| DESCRIPTION OF THE TASK |
In the records below, begin at the line that has "impl From<BodyText> for" and stop after the line that has "Byte offset of"; quote those lines verbatim and nothing more.

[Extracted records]
══════════
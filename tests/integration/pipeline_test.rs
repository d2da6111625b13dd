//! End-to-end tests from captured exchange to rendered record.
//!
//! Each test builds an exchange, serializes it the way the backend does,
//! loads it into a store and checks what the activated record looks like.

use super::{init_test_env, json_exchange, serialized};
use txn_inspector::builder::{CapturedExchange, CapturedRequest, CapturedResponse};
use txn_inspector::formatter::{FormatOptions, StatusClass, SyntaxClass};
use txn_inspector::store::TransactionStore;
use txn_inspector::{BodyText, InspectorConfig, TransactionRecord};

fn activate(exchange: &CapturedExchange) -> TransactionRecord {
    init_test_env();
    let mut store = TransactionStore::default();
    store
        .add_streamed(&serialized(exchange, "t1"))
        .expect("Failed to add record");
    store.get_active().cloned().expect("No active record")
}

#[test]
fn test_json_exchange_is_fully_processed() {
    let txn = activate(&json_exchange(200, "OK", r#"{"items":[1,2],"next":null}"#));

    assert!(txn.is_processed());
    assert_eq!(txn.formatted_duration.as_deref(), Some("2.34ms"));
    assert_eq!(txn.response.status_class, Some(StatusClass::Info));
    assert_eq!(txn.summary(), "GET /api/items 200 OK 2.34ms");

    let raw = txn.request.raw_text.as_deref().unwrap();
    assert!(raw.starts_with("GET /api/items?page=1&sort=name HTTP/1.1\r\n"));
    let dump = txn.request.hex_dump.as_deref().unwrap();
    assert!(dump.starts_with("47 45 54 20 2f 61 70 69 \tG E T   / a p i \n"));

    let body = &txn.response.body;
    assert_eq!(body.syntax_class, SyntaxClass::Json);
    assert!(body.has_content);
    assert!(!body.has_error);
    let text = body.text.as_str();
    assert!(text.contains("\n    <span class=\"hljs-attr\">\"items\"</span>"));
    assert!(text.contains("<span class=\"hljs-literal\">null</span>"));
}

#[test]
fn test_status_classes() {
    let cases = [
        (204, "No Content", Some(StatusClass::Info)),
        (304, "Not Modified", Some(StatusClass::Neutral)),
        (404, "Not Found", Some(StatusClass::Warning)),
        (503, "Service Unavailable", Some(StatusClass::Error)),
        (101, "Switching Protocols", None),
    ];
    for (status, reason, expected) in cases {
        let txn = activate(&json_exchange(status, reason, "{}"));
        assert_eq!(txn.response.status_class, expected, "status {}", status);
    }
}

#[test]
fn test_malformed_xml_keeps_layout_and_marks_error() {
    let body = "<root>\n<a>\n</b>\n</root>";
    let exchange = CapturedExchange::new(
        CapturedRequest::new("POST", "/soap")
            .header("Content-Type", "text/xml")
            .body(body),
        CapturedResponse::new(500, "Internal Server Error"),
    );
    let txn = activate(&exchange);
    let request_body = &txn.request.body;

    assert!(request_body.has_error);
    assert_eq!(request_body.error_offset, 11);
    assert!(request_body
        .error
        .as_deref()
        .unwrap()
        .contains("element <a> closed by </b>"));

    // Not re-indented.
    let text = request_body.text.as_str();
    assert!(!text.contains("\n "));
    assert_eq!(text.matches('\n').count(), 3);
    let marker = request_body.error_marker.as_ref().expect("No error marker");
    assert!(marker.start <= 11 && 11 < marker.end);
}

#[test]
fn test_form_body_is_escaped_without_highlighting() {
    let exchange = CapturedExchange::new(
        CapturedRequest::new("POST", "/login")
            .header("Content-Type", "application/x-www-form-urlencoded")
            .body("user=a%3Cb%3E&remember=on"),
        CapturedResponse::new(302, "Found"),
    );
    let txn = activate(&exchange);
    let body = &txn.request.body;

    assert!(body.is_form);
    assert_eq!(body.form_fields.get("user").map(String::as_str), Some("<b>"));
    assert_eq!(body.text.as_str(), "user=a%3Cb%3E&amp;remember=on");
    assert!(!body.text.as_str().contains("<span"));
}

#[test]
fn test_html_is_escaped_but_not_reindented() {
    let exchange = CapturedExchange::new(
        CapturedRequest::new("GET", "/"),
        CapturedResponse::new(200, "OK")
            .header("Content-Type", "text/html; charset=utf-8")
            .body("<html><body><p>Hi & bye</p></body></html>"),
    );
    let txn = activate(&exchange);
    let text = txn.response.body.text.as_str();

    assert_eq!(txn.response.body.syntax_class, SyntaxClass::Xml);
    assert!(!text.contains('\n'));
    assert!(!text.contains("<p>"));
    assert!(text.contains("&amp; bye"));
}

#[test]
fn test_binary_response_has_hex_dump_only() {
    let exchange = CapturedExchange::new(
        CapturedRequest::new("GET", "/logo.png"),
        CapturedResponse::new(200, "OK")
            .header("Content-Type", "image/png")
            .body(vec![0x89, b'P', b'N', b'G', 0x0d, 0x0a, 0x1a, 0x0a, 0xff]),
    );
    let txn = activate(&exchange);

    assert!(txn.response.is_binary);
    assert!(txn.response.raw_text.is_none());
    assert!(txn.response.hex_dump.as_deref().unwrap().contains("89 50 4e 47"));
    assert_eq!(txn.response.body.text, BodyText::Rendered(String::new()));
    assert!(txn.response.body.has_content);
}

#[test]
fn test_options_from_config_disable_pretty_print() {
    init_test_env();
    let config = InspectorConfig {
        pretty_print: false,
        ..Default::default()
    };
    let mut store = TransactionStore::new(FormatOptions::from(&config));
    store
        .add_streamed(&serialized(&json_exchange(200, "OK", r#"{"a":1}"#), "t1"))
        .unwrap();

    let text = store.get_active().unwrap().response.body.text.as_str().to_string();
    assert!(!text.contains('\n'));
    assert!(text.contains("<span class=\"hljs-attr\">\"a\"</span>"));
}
══════════
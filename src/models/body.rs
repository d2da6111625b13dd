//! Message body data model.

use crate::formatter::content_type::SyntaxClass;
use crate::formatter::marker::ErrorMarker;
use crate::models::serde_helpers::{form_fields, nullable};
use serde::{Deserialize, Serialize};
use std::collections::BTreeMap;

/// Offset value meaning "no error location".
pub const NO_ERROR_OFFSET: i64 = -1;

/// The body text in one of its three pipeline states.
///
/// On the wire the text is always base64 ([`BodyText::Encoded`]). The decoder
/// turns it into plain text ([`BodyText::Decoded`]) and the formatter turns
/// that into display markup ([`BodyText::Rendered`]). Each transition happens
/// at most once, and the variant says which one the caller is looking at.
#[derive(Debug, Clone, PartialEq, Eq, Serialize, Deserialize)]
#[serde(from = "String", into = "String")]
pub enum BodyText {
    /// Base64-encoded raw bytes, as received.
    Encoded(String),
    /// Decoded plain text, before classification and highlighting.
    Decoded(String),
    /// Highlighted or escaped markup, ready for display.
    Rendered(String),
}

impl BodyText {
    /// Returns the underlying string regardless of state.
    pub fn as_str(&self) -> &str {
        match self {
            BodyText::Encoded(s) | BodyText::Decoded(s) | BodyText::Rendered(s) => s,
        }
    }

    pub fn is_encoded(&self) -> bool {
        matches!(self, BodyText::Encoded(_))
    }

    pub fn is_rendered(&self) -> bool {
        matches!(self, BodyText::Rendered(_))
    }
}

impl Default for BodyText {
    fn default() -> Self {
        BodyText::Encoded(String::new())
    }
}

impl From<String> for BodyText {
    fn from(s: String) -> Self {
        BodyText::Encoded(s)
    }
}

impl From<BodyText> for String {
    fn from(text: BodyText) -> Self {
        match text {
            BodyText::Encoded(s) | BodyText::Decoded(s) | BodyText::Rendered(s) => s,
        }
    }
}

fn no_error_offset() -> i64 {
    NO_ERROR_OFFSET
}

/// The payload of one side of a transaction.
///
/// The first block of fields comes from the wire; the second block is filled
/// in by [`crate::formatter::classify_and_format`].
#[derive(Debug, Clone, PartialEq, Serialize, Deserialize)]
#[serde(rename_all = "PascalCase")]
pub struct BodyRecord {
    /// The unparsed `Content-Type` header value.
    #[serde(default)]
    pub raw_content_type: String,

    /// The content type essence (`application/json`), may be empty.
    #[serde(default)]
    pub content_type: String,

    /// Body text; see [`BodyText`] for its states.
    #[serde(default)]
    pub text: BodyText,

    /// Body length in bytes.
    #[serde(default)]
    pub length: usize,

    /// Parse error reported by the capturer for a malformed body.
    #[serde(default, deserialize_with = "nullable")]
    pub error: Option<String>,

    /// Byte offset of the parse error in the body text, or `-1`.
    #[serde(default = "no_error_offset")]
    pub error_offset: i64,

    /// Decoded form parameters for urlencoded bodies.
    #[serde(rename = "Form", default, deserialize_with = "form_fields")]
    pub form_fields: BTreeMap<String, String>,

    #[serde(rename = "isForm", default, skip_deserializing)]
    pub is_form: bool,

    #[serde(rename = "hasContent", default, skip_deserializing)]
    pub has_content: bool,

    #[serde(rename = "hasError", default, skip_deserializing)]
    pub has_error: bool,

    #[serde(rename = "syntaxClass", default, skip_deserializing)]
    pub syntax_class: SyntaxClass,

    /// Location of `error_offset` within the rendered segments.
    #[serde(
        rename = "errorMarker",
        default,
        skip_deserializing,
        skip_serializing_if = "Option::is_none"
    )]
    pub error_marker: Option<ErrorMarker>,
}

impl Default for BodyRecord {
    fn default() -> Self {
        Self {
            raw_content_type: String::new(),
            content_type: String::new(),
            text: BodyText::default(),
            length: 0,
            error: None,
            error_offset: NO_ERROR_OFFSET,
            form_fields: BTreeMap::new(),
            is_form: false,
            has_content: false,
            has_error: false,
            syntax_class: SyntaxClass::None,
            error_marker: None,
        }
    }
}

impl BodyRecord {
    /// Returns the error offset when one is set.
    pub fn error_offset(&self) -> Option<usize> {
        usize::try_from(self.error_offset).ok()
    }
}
══════════
| OUTPUT FOR THIS EXERCISE |
impl From<BodyText> for String {
    fn from(text: BodyText) -> Self {
        match text {
            BodyText::Encoded(s) | BodyText::Decoded(s) | BodyText::Rendered(s) => s,
        }
    }
}

fn no_error_offset() -> i64 {
    NO_ERROR_OFFSET
}

/// The payload of one side of a transaction.
///
/// The first block of fields comes from the wire; the second block is filled
/// in by [`crate::formatter::classify_and_format`].
#[derive(Debug, Clone, PartialEq, Serialize, Deserialize)]
#[serde(rename_all = "PascalCase")]
pub struct BodyRecord {
    /// The unparsed `Content-Type` header value.
    #[serde(default)]
    pub raw_content_type: String,

    /// The content type essence (`application/json`), may be empty.
    #[serde(default)]
    pub content_type: String,

    /// Body text; see [`BodyText`] for its states.
    #[serde(default)]
    pub text: BodyText,

    /// Body length in bytes.
    #[serde(default)]
    pub length: usize,

    /// Parse error reported by the capturer for a malformed body.
    #[serde(default, deserialize_with = "nullable")]
    pub error: Option<String>,

    /// Byte offset of the parse error in the body text, or `-1`.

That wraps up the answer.